> _Aim of the exercise_
Please give back the listing exactly as it reads.

*** Opening Data records ***

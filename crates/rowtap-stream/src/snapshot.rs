//! Consistent snapshotter.
//!
//! Bootstraps a newly registered table by streaming its full image from a
//! read replica at a fixed GTID. The repeatable-read transaction pins the
//! view; `@@global.gtid_executed` read inside it names a position at or
//! after every row we will see, which is what the streamer's GTID barrier
//! compares against.
//!
//! Snapshot rows are synthetic inserts with `seqno = 0`, encoded with the
//! table's *output* encoder and pushed straight to the output producer;
//! the changelog path is not involved.

use std::time::{Duration, Instant};

use anyhow::Context;
use mysql_async::prelude::*;
use mysql_async::Value;
use tokio_util::sync::CancellationToken;
use tracing::{debug, info};

use rowtap_core::encoder::row_key;
use rowtap_core::{AppConfig, Datum, Encoder, EventKind, TypeFamily};
use rowtap_db::Addr;
use rowtap_pipe::Producer;

use crate::convert::datum_from_value;
use crate::{now_micros, WorkerError};

/// Byte/row rate limiter. Sleeps whenever the running rates exceed both
/// targets; a zero target disables that dimension.
pub struct Throttle {
    bytes_per_sec: u64,
    rows_per_sec: u64,
    started: Instant,
    bytes: u64,
    rows: u64,
}

impl Throttle {
    pub fn new(target_mb: u64, target_iops: u64) -> Throttle {
        Throttle {
            bytes_per_sec: target_mb * 1024 * 1024,
            rows_per_sec: target_iops,
            started: Instant::now(),
            bytes: 0,
            rows: 0,
        }
    }

    fn account(&mut self, bytes: u64) {
        self.bytes += bytes;
        self.rows += 1;
    }

    /// How long the work done so far should have taken at the target
    /// rates, beyond the time actually elapsed.
    fn backlog(&self, elapsed: Duration) -> Duration {
        let mut due = Duration::ZERO;
        if self.bytes_per_sec > 0 {
            due = due.max(Duration::from_secs_f64(self.bytes as f64 / self.bytes_per_sec as f64));
        }
        if self.rows_per_sec > 0 {
            due = due.max(Duration::from_secs_f64(self.rows as f64 / self.rows_per_sec as f64));
        }
        due.saturating_sub(elapsed)
    }

    async fn pace(&mut self, bytes: u64) {
        self.account(bytes);
        let backlog = self.backlog(self.started.elapsed());
        if backlog > Duration::from_millis(10) {
            tokio::time::sleep(backlog).await;
        }
    }
}

/// Progress reporter at ten-percent steps, tolerant of the approximate
/// (and possibly low) total from `information_schema`.
struct Progress {
    total: u64,
    done: u64,
    last_decile: u64,
    table: String,
}

impl Progress {
    fn new(table: &str, total: u64) -> Progress {
        Progress { total: total.max(1), done: 0, last_decile: 0, table: table.to_string() }
    }

    fn step(&mut self) {
        self.done += 1;
        let pct = (self.done * 100 / self.total).min(100);
        let decile = pct / 10;
        if decile > self.last_decile {
            self.last_decile = decile;
            info!(
                table = self.table.as_str(),
                done = self.done,
                pct,
                total = self.total,
                "snapshotting"
            );
        }
    }
}

/// Stream one table's consistent image into `producer`.
///
/// Returns the `gtid_executed` set captured inside the snapshot
/// transaction.
pub async fn snapshot_table(
    cfg: &AppConfig,
    replica: &Addr,
    db: &str,
    table: &str,
    encoder: &dyn Encoder,
    producer: &mut dyn Producer,
    shutdown: &CancellationToken,
) -> Result<String, WorkerError> {
    let addr = replica.clone().with_db(db);
    let mut conn = rowtap_db::connect(&addr)
        .await
        .context("open snapshot connection")?;

    conn.query_drop("SET SESSION TRANSACTION ISOLATION LEVEL REPEATABLE READ")
        .await
        .context("set isolation level")?;
    conn.query_drop("START TRANSACTION WITH CONSISTENT SNAPSHOT")
        .await
        .context("open snapshot transaction")?;

    let gtid: String = conn
        .query_first("SELECT @@global.gtid_executed")
        .await
        .context("read gtid_executed")?
        .unwrap_or_default();

    // Approximate row count, for progress reporting only.
    let total: u64 = conn
        .exec_first::<Option<u64>, _, _>(
            "SELECT table_rows FROM information_schema.tables \
             WHERE table_schema = ? AND table_name = ?",
            (db, table),
        )
        .await
        .context("read table_rows")?
        .flatten()
        .unwrap_or(0);

    info!(db, table, total, gtid = gtid.as_str(), "snapshot reader started");

    let families: Vec<TypeFamily> =
        encoder.schema().columns.iter().map(|c| c.family()).collect();
    let mut throttle = Throttle::new(cfg.throttle_target_mb, cfg.throttle_target_iops);
    let mut progress = Progress::new(table, total);
    let mut batch: Vec<(Option<String>, Vec<u8>)> = Vec::new();

    {
        let mut rows = conn
            .query_iter(format!("SELECT * FROM `{table}`"))
            .await
            .context("open streaming select")?;

        while let Some(row) = rows.next().await.context("fetch snapshot row")? {
            if shutdown.is_cancelled() {
                return Err(WorkerError::Shutdown);
            }
            let values: Vec<Value> = row.unwrap();
            if values.len() != families.len() {
                return Err(WorkerError::Invariant(format!(
                    "{db}.{table}: row has {} columns, schema has {}",
                    values.len(),
                    families.len()
                )));
            }
            let datums: Vec<Datum> = values
                .iter()
                .zip(families.iter())
                .map(|(v, f)| datum_from_value(v, *f))
                .collect();

            let event = encoder
                .event_from_row(EventKind::Insert, &datums, 0, now_micros())
                .context("build snapshot event")?;
            let key = row_key(&event.key);
            let payload = encoder.encode_event(&event).context("encode snapshot row")?;

            let size = payload.len() as u64;
            batch.push((Some(key), payload));
            if batch.len() >= cfg.pipe_batch_size {
                producer
                    .push_batch(std::mem::take(&mut batch))
                    .await
                    .context("push snapshot batch")?;
            }

            progress.step();
            throttle.pace(size).await;
        }
    }

    if !batch.is_empty() {
        producer.push_batch(batch).await.context("push final snapshot batch")?;
    }

    // Read-only transaction; nothing to keep.
    conn.query_drop("ROLLBACK").await.context("close snapshot transaction")?;
    debug!(db, table, done = progress.done, "snapshot reader finished");

    Ok(gtid)
}

#[cfg(test)]
mod tests {
    use super::*;

    #[test]
    fn throttle_backlog_tracks_slowest_target() {
        let mut t = Throttle::new(1, 0); // 1 MB/s, unlimited rows
        t.account(2 * 1024 * 1024);
        let backlog = t.backlog(Duration::from_millis(500));
        assert!(backlog > Duration::from_millis(1400) && backlog < Duration::from_millis(1600));

        let mut t = Throttle::new(0, 10); // 10 rows/s
        for _ in 0..5 {
            t.account(1);
        }
        let backlog = t.backlog(Duration::ZERO);
        assert_eq!(backlog, Duration::from_millis(500));
    }

    #[test]
    fn throttle_disabled_never_backs_up() {
        let mut t = Throttle::new(0, 0);
        t.account(u32::MAX as u64);
        assert_eq!(t.backlog(Duration::ZERO), Duration::ZERO);
    }

    #[test]
    fn progress_tolerates_done_past_total() {
        let mut p = Progress::new("t", 3);
        for _ in 0..10 {
            p.step();
        }
        assert_eq!(p.done, 10);
        assert_eq!(p.last_decile, 10);
    }

    #[test]
    fn progress_with_zero_estimate() {
        let mut p = Progress::new("t", 0);
        p.step();
        assert_eq!(p.done, 1);
    }
}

*** Closing Data records ***

> _Answer for the task_
filename crates/rowtap-stream/src/snapshot.rs
//! Consistent snapshotter.
//!
//! Bootstraps a newly registered table by streaming its full image from a
//! read replica at a fixed GTID. The repeatable-read transaction pins the
//! view; `@@global.gtid_executed` read inside it names a position at or
//! after every row we will see, which is what the streamer's GTID barrier
//! compares against.
//!
//! Snapshot rows are synthetic inserts with `seqno = 0`, encoded with the
//! table's *output* encoder and pushed straight to the output producer;
//! the changelog path is not involved.

use std::time::{Duration, Instant};

use anyhow::Context;
use mysql_async::prelude::*;
use mysql_async::Value;
use tokio_util::sync::CancellationToken;
use tracing::{debug, info};

use rowtap_core::encoder::row_key;
use rowtap_core::{AppConfig, Datum, Encoder, EventKind, TypeFamily};
use rowtap_db::Addr;
use rowtap_pipe::Producer;

use crate::convert::datum_from_value;
use crate::{now_micros, WorkerError};

/// Byte/row rate limiter. Sleeps whenever the running rates exceed both
/// targets; a zero target disables that dimension.
pub struct Throttle {
    bytes_per_sec: u64,
    rows_per_sec: u64,
    started: Instant,
    bytes: u64,
    rows: u64,
}

impl Throttle {
    pub fn new(target_mb: u64, target_iops: u64) -> Throttle {
        Throttle {
            bytes_per_sec: target_mb * 1024 * 1024,
            rows_per_sec: target_iops,
            started: Instant::now(),
            bytes: 0,
            rows: 0,
        }
    }

    fn account(&mut self, bytes: u64) {
        self.bytes += bytes;
        self.rows += 1;
    }

    /// How long the work done so far should have taken at the target
    /// rates, beyond the time actually elapsed.
    fn backlog(&self, elapsed: Duration) -> Duration {
        let mut due = Duration::ZERO;
        if self.bytes_per_sec > 0 {
            due = due.max(Duration::from_secs_f64(self.bytes as f64 / self.bytes_per_sec as f64));
        }
        if self.rows_per_sec > 0 {
            due = due.max(Duration::from_secs_f64(self.rows as f64 / self.rows_per_sec as f64));
        }
        due.saturating_sub(elapsed)
    }

    async fn pace(&mut self, bytes: u64) {
        self.account(bytes);
        let backlog = self.backlog(self.started.elapsed());
        if backlog > Duration::from_millis(10) {
            tokio::time::sleep(backlog).await;
        }
    }
}

/// Progress reporter at ten-percent steps, tolerant of the approximate
/// (and possibly low) total from `information_schema`.
struct Progress {
    total: u64,
    done: u64,
    last_decile: u64,
    table: String,
}

impl Progress {
    fn new(table: &str, total: u64) -> Progress {
        Progress { total: total.max(1), done: 0, last_decile: 0, table: table.to_string() }
    }

    fn step(&mut self) {
        self.done += 1;
        let pct = (self.done * 100 / self.total).min(100);
        let decile = pct / 10;
        if decile > self.last_decile {
            self.last_decile = decile;
            info!(
                table = self.table.as_str(),
                done = self.done,
                pct,
                total = self.total,
                "snapshotting"
            );
        }
    }
}

/// Stream one table's consistent image into `producer`.
///
/// Returns the `gtid_executed` set captured inside the snapshot
/// transaction.
pub async fn snapshot_table(
    cfg: &AppConfig,
    replica: &Addr,
    db: &str,
    table: &str,
    encoder: &dyn Encoder,
    producer: &mut dyn Producer,
    shutdown: &CancellationToken,
) -> Result<String, WorkerError> {
    let addr = replica.clone().with_db(db);
    let mut conn = rowtap_db::connect(&addr)
        .await
        .context("open snapshot connection")?;

    conn.query_drop("SET SESSION TRANSACTION ISOLATION LEVEL REPEATABLE READ")
        .await
        .context("set isolation level")?;
    conn.query_drop("START TRANSACTION WITH CONSISTENT SNAPSHOT")
        .await
        .context("open snapshot transaction")?;

    let gtid: String = conn
        .query_first("SELECT @@global.gtid_executed")
        .await
        .context("read gtid_executed")?
        .unwrap_or_default();

    // Approximate row count, for progress reporting only.
    let total: u64 = conn
        .exec_first::<Option<u64>, _, _>(
            "SELECT table_rows FROM information_schema.tables \
             WHERE table_schema = ? AND table_name = ?",
            (db, table),
        )
        .await
        .context("read table_rows")?
        .flatten()
        .unwrap_or(0);

    info!(db, table, total, gtid = gtid.as_str(), "snapshot reader started");

    let families: Vec<TypeFamily> =
        encoder.schema().columns.iter().map(|c| c.family()).collect();
    let mut throttle = Throttle::new(cfg.throttle_target_mb, cfg.throttle_target_iops);
    let mut progress = Progress::new(table, total);
    let mut batch: Vec<(Option<String>, Vec<u8>)> = Vec::new();

    {
        let mut rows = conn
            .query_iter(format!("SELECT * FROM `{table}`"))
            .await
            .context("open streaming select")?;

        while let Some(row) = rows.next().await.context("fetch snapshot row")? {
            if shutdown.is_cancelled() {
                return Err(WorkerError::Shutdown);
            }
            let values: Vec<Value> = row.unwrap();
            if values.len() != families.len() {
                return Err(WorkerError::Invariant(format!(
                    "{db}.{table}: row has {} columns, schema has {}",
                    values.len(),
                    families.len()
                )));
            }
            let datums: Vec<Datum> = values
                .iter()
                .zip(families.iter())
                .map(|(v, f)| datum_from_value(v, *f))
                .collect();

            let event = encoder
                .event_from_row(EventKind::Insert, &datums, 0, now_micros())
                .context("build snapshot event")?;
            let key = row_key(&event.key);
            let payload = encoder.encode_event(&event).context("encode snapshot row")?;

            let size = payload.len() as u64;
            batch.push((Some(key), payload));
            if batch.len() >= cfg.pipe_batch_size {
                producer
                    .push_batch(std::mem::take(&mut batch))
                    .await
                    .context("push snapshot batch")?;
            }

            progress.step();
            throttle.pace(size).await;
        }
    }

    if !batch.is_empty() {
        producer.push_batch(batch).await.context("push final snapshot batch")?;
    }

    // Read-only transaction; nothing to keep.
    conn.query_drop("ROLLBACK").await.context("close snapshot transaction")?;
    debug!(db, table, done = progress.done, "snapshot reader finished");

    Ok(gtid)
}

#[cfg(test)]
mod tests {
    use super::*;

    #[test]
    fn throttle_backlog_tracks_slowest_target() {
        let mut t = Throttle::new(1, 0); // 1 MB/s, unlimited rows
        t.account(2 * 1024 * 1024);
        let backlog = t.backlog(Duration::from_millis(500));
        assert!(backlog > Duration::from_millis(1400) && backlog < Duration::from_millis(1600));

        let mut t = Throttle::new(0, 10); // 10 rows/s
        for _ in 0..5 {
            t.account(1);
        }
        let backlog = t.backlog(Duration::ZERO);
        assert_eq!(backlog, Duration::from_millis(500));
    }

    #[test]
    fn throttle_disabled_never_backs_up() {
        let mut t = Throttle::new(0, 0);
        t.account(u32::MAX as u64);
        assert_eq!(t.backlog(Duration::ZERO), Duration::ZERO);
    }

    #[test]
    fn progress_tolerates_done_past_total() {
        let mut p = Progress::new("t", 3);
        for _ in 0..10 {
            p.step();
        }
        assert_eq!(p.done, 10);
        assert_eq!(p.last_decile, 10);
    }

    #[test]
    fn progress_with_zero_estimate() {
        let mut p = Progress::new("t", 0);
        p.step();
        assert_eq!(p.done, 1);
    }
}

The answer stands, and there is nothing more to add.